LISTED RECORDS
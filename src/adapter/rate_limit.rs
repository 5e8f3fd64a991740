// =============================================================================
// Rate-Limit Tracker — monitors REST usage so the router never has to guess
// =============================================================================
//
// Binance returns `X-MBX-USED-WEIGHT-1M` / `X-MBX-ORDER-COUNT-10S` / `-1D` on
// every response; the tracker folds those into atomic counters any thread can
// query lock-free before sending the next request.
// =============================================================================

use serde::{Deserialize, Serialize};
use std::sync::atomic::{AtomicU32, Ordering};
use tracing::{debug, warn};

/// Hard ceiling at which we refuse to send additional requests.
const WEIGHT_HARD_LIMIT: u32 = 1000;
/// Soft warning threshold.
const WEIGHT_WARN_THRESHOLD: u32 = 800;

/// Maximum orders per 10-second window.
const ORDER_10S_LIMIT: u32 = 10;
/// Maximum orders per day.
const ORDER_1D_LIMIT: u32 = 200_000;

/// Thread-safe rate-limit tracker backed by atomic counters.
pub struct RateLimitTracker {
    used_weight_1m: AtomicU32,
    order_count_10s: AtomicU32,
    order_count_1d: AtomicU32,
}

/// Immutable snapshot of the current rate-limit state (suitable for
/// serialization into a query-facade response).
#[derive(Debug, Clone, Serialize, Deserialize)]
pub struct RateLimitSnapshot {
    pub used_weight_1m: u32,
    pub order_count_10s: u32,
    pub order_count_1d: u32,
}

impl RateLimitTracker {
    pub fn new() -> Self {
        Self {
            used_weight_1m: AtomicU32::new(0),
            order_count_10s: AtomicU32::new(0),
            order_count_1d: AtomicU32::new(0),
        }
    }

    /// Update internal counters from HTTP response headers. Header names not
    /// present are left untouched (OKX does not emit these; its adapter
    /// never calls this).
    pub fn update_from_headers(&self, headers: &reqwest::header::HeaderMap) {
        if let Some(val) = headers.get("X-MBX-USED-WEIGHT-1M") {
            if let Ok(s) = val.to_str() {
                if let Ok(w) = s.parse::<u32>() {
                    let prev = self.used_weight_1m.swap(w, Ordering::Relaxed);
                    if w >= WEIGHT_WARN_THRESHOLD && prev < WEIGHT_WARN_THRESHOLD {
                        warn!(
                            used_weight = w,
                            hard_limit = WEIGHT_HARD_LIMIT,
                            "rate-limit weight crossed warning threshold"
                        );
                    } else if w >= WEIGHT_WARN_THRESHOLD {
                        warn!(used_weight = w, "rate-limit weight remains above warning threshold");
                    }
                    debug!(used_weight_1m = w, "rate-limit weight updated from header");
                }
            }
        }

        if let Some(val) = headers.get("X-MBX-ORDER-COUNT-10S") {
            if let Ok(s) = val.to_str() {
                if let Ok(c) = s.parse::<u32>() {
                    self.order_count_10s.store(c, Ordering::Relaxed);
                }
            }
        }

        if let Some(val) = headers.get("X-MBX-ORDER-COUNT-1D") {
            if let Ok(s) = val.to_str() {
                if let Ok(c) = s.parse::<u32>() {
                    self.order_count_1d.store(c, Ordering::Relaxed);
                }
            }
        }
    }

    /// Return `true` if we can afford to spend `weight` more request weight
    /// without exceeding the hard limit.
    pub fn can_send_request(&self, weight: u32) -> bool {
        let current = self.used_weight_1m.load(Ordering::Relaxed);
        let allowed = current + weight <= WEIGHT_HARD_LIMIT;
        if !allowed {
            warn!(
                current_weight = current,
                requested_weight = weight,
                hard_limit = WEIGHT_HARD_LIMIT,
                "request blocked — would exceed rate-limit"
            );
        }
        allowed
    }

    /// Return `true` if another order would not violate the 10 s or daily
    /// order limit.
    pub fn can_place_order(&self) -> bool {
        let count_10s = self.order_count_10s.load(Ordering::Relaxed);
        let count_1d = self.order_count_1d.load(Ordering::Relaxed);

        if count_10s >= ORDER_10S_LIMIT {
            warn!(count_10s, limit = ORDER_10S_LIMIT, "order blocked — 10s order limit reached");
            return false;
        }
        if count_1d >= ORDER_1D_LIMIT {
            warn!(count_1d, limit = ORDER_1D_LIMIT, "order blocked — daily order limit reached");
            return false;
        }
        true
    }

    pub fn record_order_sent(&self) {
        self.order_count_10s.fetch_add(1, Ordering::Relaxed);
        self.order_count_1d.fetch_add(1, Ordering::Relaxed);
    }

    pub fn reset_10s_counter(&self) {
        self.order_count_10s.store(0, Ordering::Relaxed);
    }

    pub fn reset_1m_weight(&self) {
        self.used_weight_1m.store(0, Ordering::Relaxed);
    }

    pub fn reset_daily_counter(&self) {
        self.order_count_1d.store(0, Ordering::Relaxed);
    }

    pub fn snapshot(&self) -> RateLimitSnapshot {
        RateLimitSnapshot {
            used_weight_1m: self.used_weight_1m.load(Ordering::Relaxed),
            order_count_10s: self.order_count_10s.load(Ordering::Relaxed),
            order_count_1d: self.order_count_1d.load(Ordering::Relaxed),
        }
    }
}

impl Default for RateLimitTracker {
    fn default() -> Self {
        Self::new()
    }
}

impl std::fmt::Debug for RateLimitTracker {
    fn fmt(&self, f: &mut std::fmt::Formatter<'_>) -> std::fmt::Result {
        f.debug_struct("RateLimitTracker")
            .field("used_weight_1m", &self.used_weight_1m.load(Ordering::Relaxed))
            .field("order_count_10s", &self.order_count_10s.load(Ordering::Relaxed))
            .field("order_count_1d", &self.order_count_1d.load(Ordering::Relaxed))
            .finish()
    }
}

#[cfg(test)]
mod tests {
    use super::*;

    #[test]
    fn fresh_tracker_allows_requests() {
        let t = RateLimitTracker::new();
        assert!(t.can_send_request(10));
        assert!(t.can_place_order());
    }

    #[test]
    fn order_count_10s_limit_blocks_further_orders() {
        let t = RateLimitTracker::new();
        for _ in 0..10 {
            t.record_order_sent();
        }
        assert!(!t.can_place_order());
        t.reset_10s_counter();
        assert!(t.can_place_order());
    }

    #[test]
    fn weight_hard_limit_blocks_request() {
        let t = RateLimitTracker::new();
        t.used_weight_1m.store(995, Ordering::Relaxed);
        assert!(!t.can_send_request(10));
        assert!(t.can_send_request(3));
    }
}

WORK TO COMPLETE
Starting with the line with "update_from_headers(&self, headers: &reqwest::header::HeaderMap)" above and going on through the line with "if let Ok(w)", transcribe every line exactly, both ends included, and add nothing.

YOUR SOLUTION
    pub fn update_from_headers(&self, headers: &reqwest::header::HeaderMap) {
        if let Some(val) = headers.get("X-MBX-USED-WEIGHT-1M") {
            if let Ok(s) = val.to_str() {
                if let Ok(w) = s.parse::<u32>() {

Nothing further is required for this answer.